An exact copy of all the entries below is what this task needs.

Data to process
□ □ □ □ □ □ □
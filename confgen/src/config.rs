use nginx_config::UsageReportConfig;
use serde::Deserialize;
use std::fs::File;
use std::path::{Path, PathBuf};

#[derive(Clone, Debug, Default, Deserialize, PartialEq)]
pub struct GeneratorConfig {
    /// Generate for the commercial build of nginx.
    #[serde(default)]
    pub plus: bool,
    #[serde(default)]
    pub usage_report: UsageReportConfig,
}

#[derive(Clone, Debug, Deserialize, PartialEq)]
pub struct OutputConfig {
    /// Every generated path is written below this directory.
    #[serde(default = "default_root")]
    pub root: PathBuf,
}

impl Default for OutputConfig {
    fn default() -> Self {
        OutputConfig { root: default_root() }
    }
}

fn default_root() -> PathBuf {
    PathBuf::from("/")
}

#[derive(Clone, Debug, Deserialize, PartialEq)]
pub struct MetricsConfig {
    pub statsd_host: String,
    pub statsd_port: u16,
}

#[derive(Clone, Debug, Deserialize, PartialEq)]
pub struct LoggingConfig {
    pub sentry_dsn: String,
}

#[derive(Clone, Debug, Default, Deserialize, PartialEq)]
pub struct Config {
    #[serde(default)]
    pub generator: GeneratorConfig,
    #[serde(default)]
    pub output: OutputConfig,
    pub metrics: Option<MetricsConfig>,
    pub logging: Option<LoggingConfig>,
}

impl Config {
    pub fn from_file(path: &Path) -> Result<Self, ConfigError> {
        let file = File::open(path)?;
        let data = serde_yaml::from_reader(file)?;

        Ok(data)
    }

    pub fn validate(&self) -> Result<(), ValidationError> {
        if !self.output.root.is_absolute() {
            return Err(ValidationError::RelativeOutputRoot(self.output.root.clone()));
        }

        if let Some(metrics) = &self.metrics {
            if metrics.statsd_host.is_empty() {
                return Err(ValidationError::MissingStatsdHost);
            }
            if metrics.statsd_port == 0 {
                return Err(ValidationError::InvalidStatsdPort);
            }
        }

        if let Some(logging) = &self.logging {
            if logging.sentry_dsn.is_empty() {
                return Err(ValidationError::EmptySentryDsn);
            }
        }

        let usage_report = &self.generator.usage_report;
        let usage_report_set = usage_report.endpoint.is_some() || usage_report.resolver.is_some();
        if usage_report_set && !self.generator.plus {
            return Err(ValidationError::UsageReportWithoutPlus);
        }

        Ok(())
    }
}

#[derive(thiserror::Error, Debug)]
pub enum ConfigError {
    #[error("could not load config from file: {0}")]
    LoadError(#[from] std::io::Error),
    #[error("could not parse config: {0}")]
    ParseError(#[from] serde_yaml::Error),
    #[error("invalid config: {0}")]
    Invalid(#[from] ValidationError),
}

#[derive(thiserror::Error, Debug, PartialEq, Eq)]
pub enum ValidationError {
    #[error("output root {0:?} must be an absolute path")]
    RelativeOutputRoot(PathBuf),
    #[error("metrics.statsd_host must not be empty")]
    MissingStatsdHost,
    #[error("metrics.statsd_port must not be 0")]
    InvalidStatsdPort,
    #[error("logging.sentry_dsn must not be empty")]
    EmptySentryDsn,
    #[error("usage reporting is only supported with generator.plus")]
    UsageReportWithoutPlus,
}
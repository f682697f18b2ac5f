//! Identity types shared by the resolver, the builder and the generator.

use serde::{Deserialize, Serialize};
use std::cmp::Ordering;
use std::fmt;

/// Namespace-qualified name of a resource.
#[derive(Clone, Debug, Default, Deserialize, Serialize, PartialEq, Eq, PartialOrd, Ord, Hash)]
pub struct NamespacedName {
    pub namespace: String,
    pub name: String,
}

impl NamespacedName {
    pub fn new(namespace: impl Into<String>, name: impl Into<String>) -> Self {
        NamespacedName {
            namespace: namespace.into(),
            name: name.into(),
        }
    }
}

impl fmt::Display for NamespacedName {
    fn fmt(&self, f: &mut fmt::Formatter<'_>) -> fmt::Result {
        write!(f, "{}/{}", self.namespace, self.name)
    }
}

/// Metadata of the resource a routing rule originates from.
#[derive(Clone, Debug, Default, Deserialize, Serialize, PartialEq, Eq)]
pub struct ObjectMeta {
    pub namespace: String,
    pub name: String,
    /// Creation time as unix seconds.
    #[serde(default)]
    pub creation_timestamp: i64,
}

impl ObjectMeta {
    pub fn namespaced_name(&self) -> NamespacedName {
        NamespacedName::new(&self.namespace, &self.name)
    }

    /// Orders two resources by age (oldest first), then by "namespace/name".
    pub fn precedence(&self, other: &ObjectMeta) -> Ordering {
        self.creation_timestamp
            .cmp(&other.creation_timestamp)
            .then_with(|| {
                self.namespaced_name()
                    .to_string()
                    .cmp(&other.namespaced_name().to_string())
            })
    }
}

#[cfg(test)]
mod tests {
    use super::*;

    fn meta(namespace: &str, name: &str, ts: i64) -> ObjectMeta {
        ObjectMeta {
            namespace: namespace.into(),
            name: name.into(),
            creation_timestamp: ts,
        }
    }

    #[test]
    fn test_display() {
        assert_eq!(NamespacedName::new("default", "coffee").to_string(), "default/coffee");
    }

    #[test]
    fn test_precedence_oldest_first() {
        let older = meta("b", "b", 10);
        let newer = meta("a", "a", 20);
        assert_eq!(older.precedence(&newer), Ordering::Less);
        assert_eq!(newer.precedence(&older), Ordering::Greater);
    }

    #[test]
    fn test_precedence_name_on_same_age() {
        let first = meta("default", "a", 10);
        let second = meta("default", "b", 10);
        assert_eq!(first.precedence(&second), Ordering::Less);
        assert_eq!(first.precedence(&first.clone()), Ordering::Equal);
    }

    #[test]
    fn test_deserialize_without_timestamp() {
        let meta: ObjectMeta = serde_yaml::from_str("namespace: test\nname: route\n").unwrap();
        assert_eq!(meta.creation_timestamp, 0);
        assert_eq!(meta.namespaced_name(), NamespacedName::new("test", "route"));
    }
}
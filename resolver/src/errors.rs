use shared::types::NamespacedName;
use thiserror::Error;

/// Result type alias for endpoint resolution
pub type Result<T, E = ResolveError> = std::result::Result<T, E>;

#[derive(Error, Debug, PartialEq, Eq)]
pub enum ResolveError {
    /// The caller passed a degenerate service reference. This is a bug in the
    /// caller and must not be treated as a missing backend.
    #[error(
        "expected the following fields to be non-empty: name: {name:?}, ns: {namespace:?}, port: {port}"
    )]
    ContractViolation {
        name: String,
        namespace: String,
        port: i32,
    },

    #[error("no endpoints found for Service {0}")]
    NoEndpoints(NamespacedName),

    #[error("no valid endpoints found for Service {service} and port {port}")]
    NoValidEndpoints { service: NamespacedName, port: i32 },
}

impl ResolveError {
    pub fn is_contract_violation(&self) -> bool {
        matches!(self, ResolveError::ContractViolation { .. })
    }
}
□ □ □ □ □ □ □
Task output
filename confgen/src/config.rs
use nginx_config::UsageReportConfig;
use serde::Deserialize;
use std::fs::File;
use std::path::{Path, PathBuf};

#[derive(Clone, Debug, Default, Deserialize, PartialEq)]
pub struct GeneratorConfig {
    /// Generate for the commercial build of nginx.
    #[serde(default)]
    pub plus: bool,
    #[serde(default)]
    pub usage_report: UsageReportConfig,
}

#[derive(Clone, Debug, Deserialize, PartialEq)]
pub struct OutputConfig {
    /// Every generated path is written below this directory.
    #[serde(default = "default_root")]
    pub root: PathBuf,
}

impl Default for OutputConfig {
    fn default() -> Self {
        OutputConfig { root: default_root() }
    }
}

fn default_root() -> PathBuf {
    PathBuf::from("/")
}

#[derive(Clone, Debug, Deserialize, PartialEq)]
pub struct MetricsConfig {
    pub statsd_host: String,
    pub statsd_port: u16,
}

#[derive(Clone, Debug, Deserialize, PartialEq)]
pub struct LoggingConfig {
    pub sentry_dsn: String,
}

#[derive(Clone, Debug, Default, Deserialize, PartialEq)]
pub struct Config {
    #[serde(default)]
    pub generator: GeneratorConfig,
    #[serde(default)]
    pub output: OutputConfig,
    pub metrics: Option<MetricsConfig>,
    pub logging: Option<LoggingConfig>,
}

impl Config {
    pub fn from_file(path: &Path) -> Result<Self, ConfigError> {
        let file = File::open(path)?;
        let data = serde_yaml::from_reader(file)?;

        Ok(data)
    }

    pub fn validate(&self) -> Result<(), ValidationError> {
        if !self.output.root.is_absolute() {
            return Err(ValidationError::RelativeOutputRoot(self.output.root.clone()));
        }

        if let Some(metrics) = &self.metrics {
            if metrics.statsd_host.is_empty() {
                return Err(ValidationError::MissingStatsdHost);
            }
            if metrics.statsd_port == 0 {
                return Err(ValidationError::InvalidStatsdPort);
            }
        }

        if let Some(logging) = &self.logging {
            if logging.sentry_dsn.is_empty() {
                return Err(ValidationError::EmptySentryDsn);
            }
        }

        let usage_report = &self.generator.usage_report;
        let usage_report_set = usage_report.endpoint.is_some() || usage_report.resolver.is_some();
        if usage_report_set && !self.generator.plus {
            return Err(ValidationError::UsageReportWithoutPlus);
        }

        Ok(())
    }
}

#[derive(thiserror::Error, Debug)]
pub enum ConfigError {
    #[error("could not load config from file: {0}")]
    LoadError(#[from] std::io::Error),
    #[error("could not parse config: {0}")]
    ParseError(#[from] serde_yaml::Error),
    #[error("invalid config: {0}")]
    Invalid(#[from] ValidationError),
}

#[derive(thiserror::Error, Debug, PartialEq, Eq)]
pub enum ValidationError {
    #[error("output root {0:?} must be an absolute path")]
    RelativeOutputRoot(PathBuf),
    #[error("metrics.statsd_host must not be empty")]
    MissingStatsdHost,
    #[error("metrics.statsd_port must not be 0")]
    InvalidStatsdPort,
    #[error("logging.sentry_dsn must not be empty")]
    EmptySentryDsn,
    #[error("usage reporting is only supported with generator.plus")]
    UsageReportWithoutPlus,
}
repository f682697f18b2ac5f
//! Identity types shared by the resolver, the builder and the generator.

use serde::{Deserialize, Serialize};
use std::cmp::Ordering;
use std::fmt;

/// Namespace-qualified name of a resource.
#[derive(Clone, Debug, Default, Deserialize, Serialize, PartialEq, Eq, PartialOrd, Ord, Hash)]
pub struct NamespacedName {
    pub namespace: String,
    pub name: String,
}

impl NamespacedName {
    pub fn new(namespace: impl Into<String>, name: impl Into<String>) -> Self {
        NamespacedName {
            namespace: namespace.into(),
            name: name.into(),
        }
    }
}

impl fmt::Display for NamespacedName {
    fn fmt(&self, f: &mut fmt::Formatter<'_>) -> fmt::Result {
        write!(f, "{}/{}", self.namespace, self.name)
    }
}

/// Metadata of the resource a routing rule originates from.
#[derive(Clone, Debug, Default, Deserialize, Serialize, PartialEq, Eq)]
pub struct ObjectMeta {
    pub namespace: String,
    pub name: String,
    /// Creation time as unix seconds.
    #[serde(default)]
    pub creation_timestamp: i64,
}

impl ObjectMeta {
    pub fn namespaced_name(&self) -> NamespacedName {
        NamespacedName::new(&self.namespace, &self.name)
    }

    /// Orders two resources by age (oldest first), then by "namespace/name".
    pub fn precedence(&self, other: &ObjectMeta) -> Ordering {
        self.creation_timestamp
            .cmp(&other.creation_timestamp)
            .then_with(|| {
                self.namespaced_name()
                    .to_string()
                    .cmp(&other.namespaced_name().to_string())
            })
    }
}

#[cfg(test)]
mod tests {
    use super::*;

    fn meta(namespace: &str, name: &str, ts: i64) -> ObjectMeta {
        ObjectMeta {
            namespace: namespace.into(),
            name: name.into(),
            creation_timestamp: ts,
        }
    }

    #[test]
    fn test_display() {
        assert_eq!(NamespacedName::new("default", "coffee").to_string(), "default/coffee");
    }

    #[test]
    fn test_precedence_oldest_first() {
        let older = meta("b", "b", 10);
        let newer = meta("a", "a", 20);
        assert_eq!(older.precedence(&newer), Ordering::Less);
        assert_eq!(newer.precedence(&older), Ordering::Greater);
    }

    #[test]
    fn test_precedence_name_on_same_age() {
        let first = meta("default", "a", 10);
        let second = meta("default", "b", 10);
        assert_eq!(first.precedence(&second), Ordering::Less);
        assert_eq!(first.precedence(&first.clone()), Ordering::Equal);
    }

    #[test]
    fn test_deserialize_without_timestamp() {
        let meta: ObjectMeta = serde_yaml::from_str("namespace: test\nname: route\n").unwrap();
        assert_eq!(meta.creation_timestamp, 0);
        assert_eq!(meta.namespaced_name(), NamespacedName::new("test", "route"));
    }
}
filename resolver/src/errors.rs
use shared::types::NamespacedName;
use thiserror::Error;

/// Result type alias for endpoint resolution
pub type Result<T, E = ResolveError> = std::result::Result<T, E>;

#[derive(Error, Debug, PartialEq, Eq)]
pub enum ResolveError {
    /// The caller passed a degenerate service reference. This is a bug in the
    /// caller and must not be treated as a missing backend.
    #[error(
        "expected the following fields to be non-empty: name: {name:?}, ns: {namespace:?}, port: {port}"
    )]
    ContractViolation {
        name: String,
        namespace: String,
        port: i32,
    },

    #[error("no endpoints found for Service {0}")]
    NoEndpoints(NamespacedName),

    #[error("no valid endpoints found for Service {service} and port {port}")]
    NoValidEndpoints { service: NamespacedName, port: i32 },
}

impl ResolveError {
    pub fn is_contract_violation(&self) -> bool {
        matches!(self, ResolveError::ContractViolation { .. })
    }
}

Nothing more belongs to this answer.